While the preparations for the holiday are taking place, we present several historical facts and significances in Indian history, that are linked with the day:
Importance and History:
Indian Independence history is deeply tied to sacrifice, conflict and devotion to a cause, made by many radicals and leaders.
The coming of the British East India Company marked the start of India’s colonization history, in the 1600s. Shortly after the company’s arrival, the peaceful traders began using a military and executive command, over the natives. Great portions of the territory were already held by the Company, by the year 1757.
Local inhabitants gradually started to grow hostility over the British and their unjust rule that was held over them. By 1857, the first organized mutiny took place, when a group of Indian soldiers revolted to the British rank of Barrackpore. This event marked the beginning of India’s freedom fighting, and since then it has been known as the 1857’s Great Struggle (or as Britain called it: the Sepoy Mutiny).
An instant outcome of this event was that the rule was passed from the East India Company to the Crown in London. The situation was held intact by the Crown, using delegates as general-governors positioned throughout India. This lasted until the Declaration of India’s Independence, in 1947.
Nevertheless, a couple of incidents did happen over the years, for example like the Jallianwala Bagh massacre of 1919, when General Reginald Dyer commanded open fire into a crowd of Indian protestors, murdering more than a thousand people. Also notable is the Bengal famine, which occurred in 1943, since approximately 5 million people were killed off. This only brewed more hatred from the local people to their rulers.

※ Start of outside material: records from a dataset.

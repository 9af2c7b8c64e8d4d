use argon2::{
    password_hash::{PasswordHash, PasswordHasher, PasswordVerifier, SaltString},
    Argon2,
};
use rand::rngs::OsRng;
use tracing::error;

use crate::error::{Error, ValidationError};

/// Hashes `plain` with a fresh random salt, returning the PHC string.
/// An empty credential is never hashed.
pub fn hash_password(plain: &str) -> Result<String, Error> {
    if plain.is_empty() {
        return Err(ValidationError::EmptyPassword.into());
    }
    let salt = SaltString::generate(&mut OsRng);
    let hash = Argon2::default()
        .hash_password(plain.as_bytes(), &salt)
        .map_err(|e| {
            error!(error = %e, "argon2 hash_password error");
            Error::Hash(e.to_string())
        })?
        .to_string();
    Ok(hash)
}

pub fn verify_password(plain: &str, hash: &str) -> Result<bool, Error> {
    let parsed = PasswordHash::new(hash).map_err(|e| {
        error!(error = %e, "argon2 parse hash error");
        Error::Hash(e.to_string())
    })?;
    Ok(Argon2::default()
        .verify_password(plain.as_bytes(), &parsed)
        .is_ok())
}
use tracing::{info, instrument, warn};

use crate::error::{Error, ValidationError, ValidationErrors};
use crate::recipes::dto::{NewRecipe, RecipeDetails};
use crate::recipes::repo_types::{Recipe, RecipeDraft};
use crate::store::Store;
use crate::users::User;

/// Shortest accepted instructions, in characters.
pub const MIN_INSTRUCTIONS_LEN: usize = 50;

pub fn validate_title(value: &str) -> Result<(), ValidationError> {
    if value.is_empty() {
        return Err(ValidationError::EmptyTitle);
    }
    Ok(())
}

pub fn validate_instructions_length(value: &str) -> Result<(), ValidationError> {
    let len = value.chars().count();
    if len < MIN_INSTRUCTIONS_LEN {
        return Err(ValidationError::InstructionsTooShort {
            len,
            min: MIN_INSTRUCTIONS_LEN,
        });
    }
    Ok(())
}

/// Rejects a missing or zero owner id. Whether the user exists is left to
/// the store's foreign key.
pub fn validate_user_id(value: Option<i64>) -> Result<i64, ValidationError> {
    match value {
        Some(id) if id != 0 => Ok(id),
        _ => Err(ValidationError::MissingUser),
    }
}

impl Recipe {
    /// Runs every field check on `new` and inserts the recipe when all pass.
    #[instrument(skip(store, new), fields(title = %new.title, user_id = ?new.user_id))]
    pub async fn create(store: &dyn Store, new: NewRecipe) -> Result<Recipe, Error> {
        let mut errors = ValidationErrors::default();
        if let Err(e) = validate_title(&new.title) {
            errors.push(e);
        }
        if let Err(e) = validate_instructions_length(&new.instructions) {
            errors.push(e);
        }
        let user_id = validate_user_id(new.user_id).unwrap_or_else(|e| {
            errors.push(e);
            0
        });
        if let Err(errors) = errors.into_result() {
            warn!(%errors, "recipe rejected");
            return Err(errors.into());
        }

        let draft = RecipeDraft {
            title: new.title,
            instructions: new.instructions,
            minutes_to_complete: new.minutes_to_complete,
            user_id,
        };
        let recipe = store.insert_recipe(&draft).await?;
        info!(recipe_id = recipe.id(), "recipe created");
        Ok(recipe)
    }

    pub async fn find(store: &dyn Store, id: i64) -> Result<Option<Recipe>, Error> {
        store.find_recipe(id).await
    }

    pub fn set_title(&mut self, title: impl Into<String>) -> Result<(), ValidationError> {
        let title = title.into();
        validate_title(&title)?;
        self.replace_title(title);
        Ok(())
    }

    pub fn set_instructions(&mut self, instructions: impl Into<String>) -> Result<(), ValidationError> {
        let instructions = instructions.into();
        validate_instructions_length(&instructions)?;
        self.replace_instructions(instructions);
        Ok(())
    }

    /// Moves the recipe to another owner. Existence is checked on `save`.
    pub fn set_user_id(&mut self, user_id: i64) -> Result<(), ValidationError> {
        let user_id = validate_user_id(Some(user_id))?;
        self.replace_user_id(user_id);
        Ok(())
    }

    pub async fn save(&self, store: &dyn Store) -> Result<(), Error> {
        store.update_recipe(self).await
    }

    #[instrument(skip(self, store), fields(recipe_id = self.id()))]
    pub async fn delete(self, store: &dyn Store) -> Result<(), Error> {
        if !store.delete_recipe(self.id()).await? {
            return Err(Error::NotFound {
                entity: "recipe",
                id: self.id(),
            });
        }
        info!("recipe deleted");
        Ok(())
    }

    /// Looks up the owning user by `user_id`.
    pub async fn owner(&self, store: &dyn Store) -> Result<Option<User>, Error> {
        store.find_user(self.user_id()).await
    }

    pub async fn details(self, store: &dyn Store) -> Result<RecipeDetails, Error> {
        let user = self.owner(store).await?.ok_or(Error::NotFound {
            entity: "user",
            id: self.user_id(),
        })?;
        Ok(RecipeDetails { recipe: self, user })
    }
}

Over various time periods, a great number of distinguished Indian leaders and revolutionists joined the cause opposing the British, most notable being Mahatma Gandhi, Lala Lajpat Rai, Gopal Krishna Gokhale, Subhas Chandra Bose, Jawaharlal Nehru, Sardar Vallabhbhai Patel, Bhagat Singh and Chandrasekhar Azad. All these efforts and fighting for freedom eventually did release India from all foreign control, when in February 1947 it was declared by the British prime minister, Clement Attlee, that India was allowed complete self-governance and independence.
A great role in India’s freedom took the peaceful resistance, guided by leaders such as Gandhi, Nehru and Patel. However, autonomy was delivered only with the separation of the country, into India and Pakistan.
On 15 August 1947, the Indian national flag was raised over the Lahori Gate, in the Red Fort in Delhi, by the first prime minister of India, Jawaharlal Nehru. Nehru made his famed speech — Tryst with Destiny — addressing the endless conflict and struggle concluded with future that is to come.
All over India, this day is of great importance. The majority of people honor the national holiday by visiting patriotic events or by simply having family reunions.
Similar to the first Independence Day, each year the prime minister of India lifts in the air the national flag and delivers a speech, at the Red Fort of Delhi. To express their feeling of freedom, ordinary people fly kites in the sky. Parades, cultural happenings, and peace fill the atmosphere of India, each year on this date.